Iranian Supreme Leader Ayatollah Khamenei was assassinated in a swift operation aided by artificial intelligence. Nearly all traffic cameras in Tehran were hacked and footage was transmitted to servers in Israel. This footage was used to track the movements of key government figures, those close to Ayatollah Khamenei and even their bodyguards. Data from the public domain, including addresses, work habits and family life, was analysed by Israel, and this information was then used to pinpoint the attack.

Venezuelan President Nicolás Maduro was captured using similar surveillance techniques aided by Anthropic’s AI model.

These incidents have triggered a debate disturbing reality unfolding in global power corridors. The digital security architecture that intrusively collected data from the public without consent has transformed into a security nightmare. Governments that dismissed public concerns about mass surveillance for decades are now confronting an uncomfortable truth: data control is not a one-way street.

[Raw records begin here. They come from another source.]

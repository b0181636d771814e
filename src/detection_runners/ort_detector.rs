mod ort_engine;
mod ort_segment;
pub mod image_ops;
pub mod input_wrapper;
pub mod nms;

pub use ort_engine::*;
pub use ort_segment::*;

The ditch powerful governments dug for ordinary citizens can become a grave for themselves.

The surveillance state 

The seeds of mass surveillance were sown in Britain in the early 1990s when CCTV cameras began proliferating in cities. While civil society raised concerns, successive governments dismissed them as paranoia by alarmists. They argued that security demanded visibility and that eliminating anonymity would reduce crime, deter terrorism and ensure public safety.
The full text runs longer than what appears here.